_Records shown_:

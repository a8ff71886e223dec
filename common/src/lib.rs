//! Types shared between the dashboard frontend and anything else that speaks
//! to the job search & resume matching service.
//!
//! - `model`: payloads the service returns (postings, resume references,
//!   match results, saved-file listings).
//! - `requests`: payloads the dashboard sends, with the client-side checks
//!   that run before a request leaves the browser.
//! - `api`: the fixed service origin and its endpoint paths.
//! - `error`: the failure taxonomy surfaced to the user.

pub mod api;
pub mod error;
pub mod model;
pub mod requests;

_What this task involves_:
Copy out the records once more, with nothing altered.

_Output of the task_:
repository a8ff71886e223dec
filename common/src/lib.rs
//! Types shared between the dashboard frontend and anything else that speaks
//! to the job search & resume matching service.
//!
//! - `model`: payloads the service returns (postings, resume references,
//!   match results, saved-file listings).
//! - `requests`: payloads the dashboard sends, with the client-side checks
//!   that run before a request leaves the browser.
//! - `api`: the fixed service origin and its endpoint paths.
//! - `error`: the failure taxonomy surfaced to the user.

pub mod api;
pub mod error;
pub mod model;
pub mod requests;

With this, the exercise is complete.